**GIVEN RECORDS:**
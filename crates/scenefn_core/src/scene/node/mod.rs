use std::collections::BTreeMap;

use crate::scene::{
	AttrInfo, AttrType, NodeId, NodeValue, PlugPath, PlugRef, PlugToken, PlugValue, Result, SceneError, SceneHost, dag_node, display_name, object, plug_name, plug_ref,
};

/// Display names of the nodes in `nodes` whose type is `node_type`.
pub fn of_type<H: SceneHost + ?Sized>(host: &H, nodes: &[&str], node_type: &str) -> Result<Vec<String>> {
	let mut out = Vec::new();
	for identifier in nodes {
		let node = object(host, identifier)?;
		if host.node_type(node)? == node_type {
			out.push(display_name(host, node)?);
		}
	}
	Ok(out)
}

/// Naming and placement for [`create`].
#[derive(Debug, Clone, Default)]
pub struct CreateOptions {
	/// Requested name; defaults to `<type>#`.
	pub name: Option<String>,
	/// DAG parent identifier.
	pub parent: Option<String>,
}

/// Create a node, then set or connect each `(attribute, value)` pair.
///
/// Writable attributes take values or incoming connections; read-only
/// attributes connect outward to the plugs named by the value.
pub fn create<H, I, S>(host: &mut H, node_type: &str, options: &CreateOptions, values: I) -> Result<String>
where
	H: SceneHost + ?Sized,
	I: IntoIterator<Item = (S, NodeValue)>,
	S: AsRef<str>,
{
	let parent = match options.parent.as_deref() {
		Some(identifier) => Some(dag_node(&*host, identifier)?),
		None => None,
	};
	let name = options.name.clone().unwrap_or_else(|| format!("{node_type}#"));

	let node = host.create_node(node_type, &name, parent)?;
	let created = display_name(&*host, node)?;
	tracing::debug!(node_type, node = %created, "created node");

	for (attr, value) in values {
		let target = Target::lookup(&*host, node, PlugPath::parse(attr.as_ref())?)?;
		if target.info.writable {
			set_or_connect(host, &target, &value)?;
		} else {
			connect_out(host, &target, &value)?;
		}
	}

	Ok(created)
}

/// Value shapes recognized against a target attribute.
enum Shape<'a> {
	Scalar(PlugValue),
	Text(&'a str),
	Sequence(&'a [NodeValue]),
	Keyed(&'a BTreeMap<String, NodeValue>),
	Matrix16([f64; 16]),
}

impl Shape<'_> {
	fn label(&self) -> &'static str {
		match self {
			Self::Scalar(_) => "scalar",
			Self::Text(_) => "text",
			Self::Sequence(_) => "sequence",
			Self::Keyed(_) => "keyed",
			Self::Matrix16(_) => "matrix",
		}
	}
}

fn classify<'a>(value: &'a NodeValue, info: &AttrInfo) -> Shape<'a> {
	match value {
		NodeValue::Bool(flag) => Shape::Scalar(PlugValue::Bool(*flag)),
		NodeValue::Int(number) => Shape::Scalar(PlugValue::Int(*number)),
		NodeValue::Float(number) => Shape::Scalar(PlugValue::Float(*number)),
		NodeValue::Text(text) => Shape::Text(text),
		NodeValue::Keyed(items) => Shape::Keyed(items),
		NodeValue::Sequence(items) => match matrix16(items) {
			Some(matrix) if info.attr_type == AttrType::Matrix => Shape::Matrix16(matrix),
			_ => Shape::Sequence(items),
		},
	}
}

fn matrix16(items: &[NodeValue]) -> Option<[f64; 16]> {
	if items.len() != 16 {
		return None;
	}
	let mut out = [0.0_f64; 16];
	for (slot, item) in out.iter_mut().zip(items) {
		*slot = item.as_f64()?;
	}
	Some(out)
}

/// Plug being assigned, with the introspection of its leaf attribute.
struct Target {
	plug: PlugRef,
	info: AttrInfo,
	array: bool,
}

impl Target {
	fn lookup<H: SceneHost + ?Sized>(host: &H, node: NodeId, attr: PlugPath) -> Result<Self> {
		let found = match attr.leaf() {
			Some(leaf) => host.attribute(node, leaf.name)?.map(|info| (info, !leaf.indices.is_empty())),
			None => None,
		};
		let Some((info, element)) = found else {
			return Err(SceneError::AttributeNotFound {
				node: display_name(host, node)?,
				attr: attr.to_string(),
			});
		};

		let array = info.multi && !element;
		Ok(Self {
			plug: PlugRef::new(node, attr),
			info,
			array,
		})
	}

	fn child<H: SceneHost + ?Sized>(&self, host: &H, token: PlugToken) -> Result<Self> {
		Self::lookup(host, self.plug.node, self.plug.attr.join(token)?)
	}

	fn element<H: SceneHost + ?Sized>(&self, host: &H, index: usize) -> Result<Self> {
		let index = u32::try_from(index).map_err(|_| SceneError::InvalidPlugPath {
			path: format!("{}[{index}]", self.plug.attr),
		})?;
		Self::lookup(host, self.plug.node, self.plug.attr.join(index)?)
	}

	fn matches_children(&self, items: &[NodeValue]) -> bool {
		!self.info.children.is_empty() && items.len() == self.info.children.len()
	}

	fn unsupported<H: SceneHost + ?Sized>(&self, host: &H, shape: &Shape<'_>) -> SceneError {
		SceneError::UnsupportedValue {
			plug: plug_name(host, &self.plug).unwrap_or_else(|_| self.plug.attr.to_string()),
			shape: shape.label(),
		}
	}
}

fn set_or_connect<H: SceneHost + ?Sized>(host: &mut H, target: &Target, value: &NodeValue) -> Result<()> {
	let shape = classify(value, &target.info);
	match &shape {
		Shape::Keyed(items) => {
			for (key, item) in items.iter() {
				let child = target.child(&*host, PlugToken::from(key.as_str()))?;
				set_or_connect(host, &child, item)?;
			}
			Ok(())
		}
		Shape::Matrix16(matrix) => host.set_value(&target.plug, &PlugValue::Matrix(*matrix)),
		Shape::Sequence(items) if target.matches_children(items) => {
			for (name, item) in target.info.children.iter().zip(items.iter()) {
				let child = target.child(&*host, PlugToken::Name(name.clone()))?;
				set_or_connect(host, &child, item)?;
			}
			Ok(())
		}
		Shape::Sequence(items) if target.array => {
			for (index, item) in items.iter().enumerate() {
				let element = target.element(&*host, index)?;
				set_or_connect(host, &element, item)?;
			}
			Ok(())
		}
		Shape::Text(text) if host.exists(text) => {
			let src = plug_ref(&*host, text)?;
			tracing::debug!(src = %text, "connecting input");
			host.connect(&src, &target.plug)
		}
		Shape::Text(text) if target.info.attr_type == AttrType::String => host.set_value(&target.plug, &PlugValue::Text((*text).to_owned())),
		Shape::Scalar(scalar) => host.set_value(&target.plug, scalar),
		Shape::Sequence(_) | Shape::Text(_) => Err(target.unsupported(&*host, &shape)),
	}
}

fn connect_out<H: SceneHost + ?Sized>(host: &mut H, target: &Target, value: &NodeValue) -> Result<()> {
	let shape = classify(value, &target.info);
	match &shape {
		Shape::Keyed(items) => {
			for (key, item) in items.iter() {
				let child = target.child(&*host, PlugToken::from(key.as_str()))?;
				connect_out(host, &child, item)?;
			}
			Ok(())
		}
		Shape::Sequence(items) if target.matches_children(items) => {
			for (name, item) in target.info.children.iter().zip(items.iter()) {
				let child = target.child(&*host, PlugToken::Name(name.clone()))?;
				connect_out(host, &child, item)?;
			}
			Ok(())
		}
		Shape::Sequence(items) if target.array => {
			for (index, item) in items.iter().enumerate() {
				let element = target.element(&*host, index)?;
				connect_out(host, &element, item)?;
			}
			Ok(())
		}
		Shape::Sequence(items) => {
			for item in items.iter() {
				connect_out(host, target, item)?;
			}
			Ok(())
		}
		Shape::Text(text) if host.exists(text) => {
			let dst = plug_ref(&*host, text)?;
			tracing::debug!(dst = %text, "connecting output");
			host.connect(&target.plug, &dst)
		}
		Shape::Text(_) | Shape::Scalar(_) | Shape::Matrix16(_) => Err(target.unsupported(&*host, &shape)),
	}
}

#[cfg(test)]
mod tests;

**ASSIGNMENT:** What lines in the entries contain "AttrType"? Report each one by copying it.

**TASK ANSWER:**
	AttrInfo, AttrType, NodeId, NodeValue, PlugPath, PlugRef, PlugToken, PlugValue, Result, SceneError, SceneHost, dag_node, display_name, object, plug_name, plug_ref,
			Some(matrix) if info.attr_type == AttrType::Matrix => Shape::Matrix16(matrix),
		Shape::Text(text) if target.info.attr_type == AttrType::String => host.set_value(&target.plug, &PlugValue::Text((*text).to_owned())),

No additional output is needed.